**THE TASK:** Go through the records and report each line holding the string "AccessGate".

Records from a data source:
impl ContentPlayer {
    /// Mount a player for `content`
    pub fn new(content: Arc<ContentItem>, config: EngineConfig) -> Self {
        let gate = AccessGate::new(&content);
        Self {
            content,
            config,
            gate,
            surface: None,
            preview_seconds: None,
            preview_clock: Duration::ZERO,
            slide_clock: Duration::ZERO,
            unmounted: false,
            pending_events: Vec::new(),
        }
    }

    // ===== Access =====

    /// Resolve the initial access mode; opens the surface when granted
    pub fn evaluate(&mut self, resource: &mut PlaybackResource) -> AccessState {
        let state = self.gate.evaluate();
        if state == AccessState::Granted {
            self.open_surface(resource);
        }
        self.collect();
        state
    }

    /// Update the code field text
    pub fn set_code_input(&mut self, input: impl Into<String>) {
        self.gate.set_code_input(input);
    }

    /// Start validating `code`; see `AccessGate::begin_code_submission`
    pub fn begin_code_submission(
        &mut self,
        code: &str,
    ) -> std::result::Result<(ValidationTicket, String), AccessError> {
        let outcome = self.gate.begin_code_submission(code);
        self.collect();
        outcome
    }

    /// Apply a validation result; opens the surface on grant
    pub fn complete_code_submission(
        &mut self,
        ticket: ValidationTicket,
        outcome: std::result::Result<CodeVerdict, CoreError>,
        resource: &mut PlaybackResource,
    ) -> Option<AccessState> {
        let state = self.gate.complete_code_submission(ticket, outcome);
        if state == Some(AccessState::Granted) {
            self.open_surface(resource);
        }
        self.collect();
        state
    }

    /// Validate `code` inline and apply the result
    pub async fn submit_code(
        &mut self,
        code: &str,
        validator: &dyn ActivationCodeValidator,
        resource: &mut PlaybackResource,
    ) -> std::result::Result<AccessState, AccessError> {
        let (ticket, trimmed) = self.begin_code_submission(code)?;
        let outcome = validator.validate(&trimmed, &self.content.id).await;
        Ok(self
            .complete_code_submission(ticket, outcome, resource)
            .unwrap_or_else(|| self.gate.state()))
    }

    /// Return from `Denied` to `Locked`
    pub fn dismiss_denial(&mut self) {
        self.gate.dismiss_denial();
        self.collect();
    }

    /// Start a preview of `seconds`, or the configured length
    pub fn start_preview(
        &mut self,
        seconds: Option<u32>,
        resource: &mut PlaybackResource,
    ) -> std::result::Result<AccessSession, AccessError> {
        let seconds = seconds.unwrap_or(self.config.preview_seconds);
        let session = self.gate.start_preview(seconds);
        if session.is_ok() {
            self.preview_seconds = Some(seconds);
            self.preview_clock = Duration::ZERO;
            self.open_surface(resource);
        }
        self.collect();
        session
    }

    /// Cancel the running preview and return to the access prompt
    pub fn cancel_preview(
        &mut self,
        resource: &mut PlaybackResource,
    ) -> std::result::Result<(), AccessError> {
        self.gate.cancel_preview(resource)?;
        self.close_surface(resource);
        self.collect();
        Ok(())
    }

    // ===== Clock =====

    /// Feed elapsed wall-clock time
    ///
    /// Every full second of preview time ticks the countdown; every full
    /// slideshow interval advances one slide.
    pub fn advance_clock(&mut self, elapsed: Duration, resource: &mut PlaybackResource) {
        if self.gate.state() == AccessState::Previewing {
            self.preview_clock += elapsed;
            while self.preview_clock >= ONE_SECOND && self.gate.state() == AccessState::Previewing {
                self.preview_clock -= ONE_SECOND;
                self.tick_second(resource);
            }
        }

        if let Some(Surface::Slideshow(cycler)) = &mut self.surface {
            match cycler.interval() {
                Some(interval) => {
                    self.slide_clock += elapsed;
                    while self.slide_clock >= interval {
                        self.slide_clock -= interval;
                        if cycler.on_interval().is_none() {
                            break;
                        }
                    }
                }
                None => self.slide_clock = Duration::ZERO,
            }
        }
        self.collect();
    }

    /// One second of preview elapsed
    pub fn tick_second(&mut self, resource: &mut PlaybackResource) -> Option<TimerTick> {
        let tick = self.gate.tick(resource);
        if tick.is_some_and(|t| t.expired) {
            self.close_surface(resource);
        }
        self.collect();
        tick
    }

    // ===== Playback =====

    /// Toggle play/pause on the current track
    pub fn toggle_play_pause(&mut self, resource: &mut PlaybackResource) -> Result<bool> {
        let outcome = self.playlist_mut()?.toggle_play_pause(resource);
        self.collect();
        outcome
    }

    /// Next/previous track, or manual slide navigation
    ///
    /// Returns the new track or slide index.
    pub fn navigate(&mut self, direction: Direction, resource: &mut PlaybackResource) -> Result<usize> {
        let index = match self.surface_mut()? {
            Surface::Playlist(controller) => {
                controller.navigate(direction, resource);
                controller.current_index()
            }
            Surface::Slideshow(cycler) => cycler.manual_advance(direction),
        };
        self.slide_clock = Duration::ZERO;
        self.collect();
        Ok(index)
    }

    /// Jump to a track
    pub fn skip_to(&mut self, index: usize, resource: &mut PlaybackResource) -> Result<usize> {
        let controller = self.playlist_mut()?;
        controller.skip_to(index, resource);
        let current = controller.current_index();
        self.collect();
        Ok(current)
    }

    /// Seek within the current track
    pub fn seek(&mut self, target: SeekTarget, resource: &mut PlaybackResource) -> Result<Duration> {
        let outcome = self.playlist_mut()?.seek(target, resource);
        self.collect();
        outcome
    }

    /// Start or stop slideshow autoplay
    pub fn set_autoplay(&mut self, enabled: bool) -> Result<()> {
        let interval = self.config.slideshow_interval();
        let Surface::Slideshow(cycler) = self.surface_mut()? else {
            return Err(PlaybackError::NoContent);
        };
        if enabled {
            cycler.start(interval)?;
        } else {
            cycler.stop();
        }
        self.slide_clock = Duration::ZERO;
        Ok(())
    }

    // ===== Channel =====

    /// Route a status update to the surface if it belongs to this player
    ///
    /// Returns `None` when the update's session is not this player's.
    pub fn deliver_status(
        &mut self,
        update: &StatusUpdate,
        sync: &mut StatusSync,
        resource: &mut PlaybackResource,
    ) -> Option<SyncOutcome> {
        let surface = self.surface.as_mut()?;
        if surface.session_id() != update.ticket.session {
            return None;
        }
        let outcome = match surface {
            Surface::Playlist(controller) => sync.deliver(update, resource, controller),
            Surface::Slideshow(cycler) => sync.deliver(update, resource, cycler),
        };
        self.collect();
        Some(outcome)
    }

    /// Pending URL lookup for the runtime to perform
    pub fn take_pending_resolution(&mut self) -> Option<ResolutionRequest> {
        match self.surface.as_mut()? {
            Surface::Playlist(controller) => controller.take_pending_resolution(),
            Surface::Slideshow(cycler) => cycler.take_pending_resolution(),
        }
    }

    /// Apply a URL lookup result
    pub fn apply_resolution(
        &mut self,
        request: &ResolutionRequest,
        outcome: std::result::Result<String, CoreError>,
        resource: &mut PlaybackResource,
    ) -> LoadRequest {
        let load = match self.surface.as_mut() {
            Some(Surface::Playlist(controller)) => controller.load_resolved(request, outcome, resource),
            Some(Surface::Slideshow(cycler)) => cycler.load_resolved(request, outcome, resource),
            None => {
                debug!(content = %self.content.id, "Dropping resolution for closed player");
                LoadRequest::Unchanged
            }
        };
        self.collect();
        load
    }

    /// Whether the surface expects to own the channel
    pub fn holds_channel(&self) -> bool {
        self.surface.as_ref().is_some_and(Surface::holds_channel)
    }

    /// Session of the open surface
    pub fn active_session(&self) -> Option<SessionId> {
        self.surface.as_ref().map(Surface::session_id)
    }

    /// Another session took the channel
    pub fn notify_superseded(&mut self) {
        match self.surface.as_mut() {
            Some(Surface::Playlist(controller)) => controller.notify_superseded(),
            Some(Surface::Slideshow(cycler)) => cycler.notify_superseded(),
            None => {}
        }
        self.collect();
    }

    // ===== Lifecycle =====

    /// Tear the view down
    ///
    /// Stops the countdown, releases the channel and clears autoplay.
    /// Each step is idempotent, so repeated calls are harmless.
    pub fn unmount(&mut self, resource: &mut PlaybackResource) {
        self.gate.teardown(resource);
        self.close_surface(resource);
        self.unmounted = true;
        self.collect();
    }

    // ===== State Queries =====

    /// Content shown
    pub fn content(&self) -> &ContentItem {
        &self.content
    }

    /// Gate state
    pub fn access_state(&self) -> AccessState {
        self.gate.state()
    }

    /// Open surface, if access was granted
    pub fn surface(&self) -> Option<&Surface> {
        self.surface.as_ref()
    }

    /// Whether the view was unmounted
    pub fn is_unmounted(&self) -> bool {
        self.unmounted
    }

    /// Preview countdown, while previewing
    pub fn preview_state(&self) -> Option<PreviewState> {
        let index = match &self.surface {
            Some(Surface::Playlist(controller)) => controller.current_index(),
            Some(Surface::Slideshow(cycler)) => cycler.current_index(),
            None => 0,
        };
        self.gate.preview_state(index)
    }

    /// Snapshot for rendering
    pub fn snapshot(&self) -> PlayerSnapshot {
        let (track_index, transport, slide_index, autoplay, superseded) = match &self.surface {
            Some(Surface::Playlist(c)) => (
                Some(c.current_index()),
                Some(c.transport().clone()),
                None,
                false,
                c.is_superseded(),
            ),
            Some(Surface::Slideshow(c)) => (
                None,
                None,
                Some(c.current_index()),
                c.is_autoplaying(),
                c.is_superseded(),
            ),
            None => (None, None, None, false, false),
        };

        PlayerSnapshot {
            content_id: self.content.id.clone(),
            kind: self.content.kind(),
            access: self.gate.state(),
            code_input: self.gate.code_input().to_string(),
            last_denial: self.gate.last_denial().map(str::to_string),
            session: self.active_session(),
            preview: self.preview_state(),
            track_index,
            transport,
            slide_index,
            autoplay,
            superseded,
        }
    }

    /// Drain all pending events
    pub fn drain_events(&mut self) -> Vec<EngineEvent> {
        self.collect();
        std::mem::take(&mut self.pending_events)
    }

    fn open_surface(&mut self, resource: &mut PlaybackResource) {
        if self.unmounted || self.surface.is_some() {
            return;
        }
        let Some(session) = self.gate.session().cloned() else {
            return;
        };

        let surface = match self.content.kind() {
            ContentKind::Playlist => {
                let mut controller =
                    PlaybackController::new(&session, self.content.tracks().to_vec(), &self.config);
                if let Some(seconds) = self.preview_seconds.filter(|_| session.is_preview()) {
                    controller = controller.with_preview_window(Duration::from_secs(u64::from(seconds)));
                }
                controller.attach(resource);
                Surface::Playlist(controller)
            }
            ContentKind::Slideshow => {
                let mut cycler = SlideshowCycler::new(
                    &session,
                    self.content.slides_in_order(),
                    self.content.soundtrack().cloned(),
                );
                if self.config.slideshow_autoplay {
                    if let Err(err) = cycler.start(self.config.slideshow_interval()) {
                        debug!(content = %self.content.id, %err, "Autoplay not started");
                    }
                }
                cycler.attach_soundtrack(resource);
                self.slide_clock = Duration::ZERO;
                Surface::Slideshow(cycler)
            }
        };

        debug!(content = %self.content.id, session = %session.session_id, "Surface opened");
        self.surface = Some(surface);
    }

    fn close_surface(&mut self, resource: &mut PlaybackResource) {
        self.collect();
        if let Some(mut surface) = self.surface.take() {
            surface.teardown(resource);
            self.pending_events.extend(surface.drain_events());
        }
        self.preview_seconds = None;
        self.preview_clock = Duration::ZERO;
        self.slide_clock = Duration::ZERO;
    }

    fn surface_mut(&mut self) -> Result<&mut Surface> {
        if !self.gate.state().allows_playback() {
            return Err(PlaybackError::Locked);
        }
        self.surface.as_mut().ok_or(PlaybackError::Locked)
    }

    fn playlist_mut(&mut self) -> Result<&mut PlaybackController> {
        match self.surface_mut()? {
            Surface::Playlist(controller) => Ok(controller),
            Surface::Slideshow(_) => Err(PlaybackError::NoContent),
        }
    }

    fn collect(&mut self) {
        self.pending_events.extend(self.gate.drain_events());
        if let Some(surface) = self.surface.as_mut() {
            self.pending_events.extend(surface.drain_events());
        }
    }
}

**EXERCISE SOLUTION:**
        let gate = AccessGate::new(&content);
    /// Start validating `code`; see `AccessGate::begin_code_submission`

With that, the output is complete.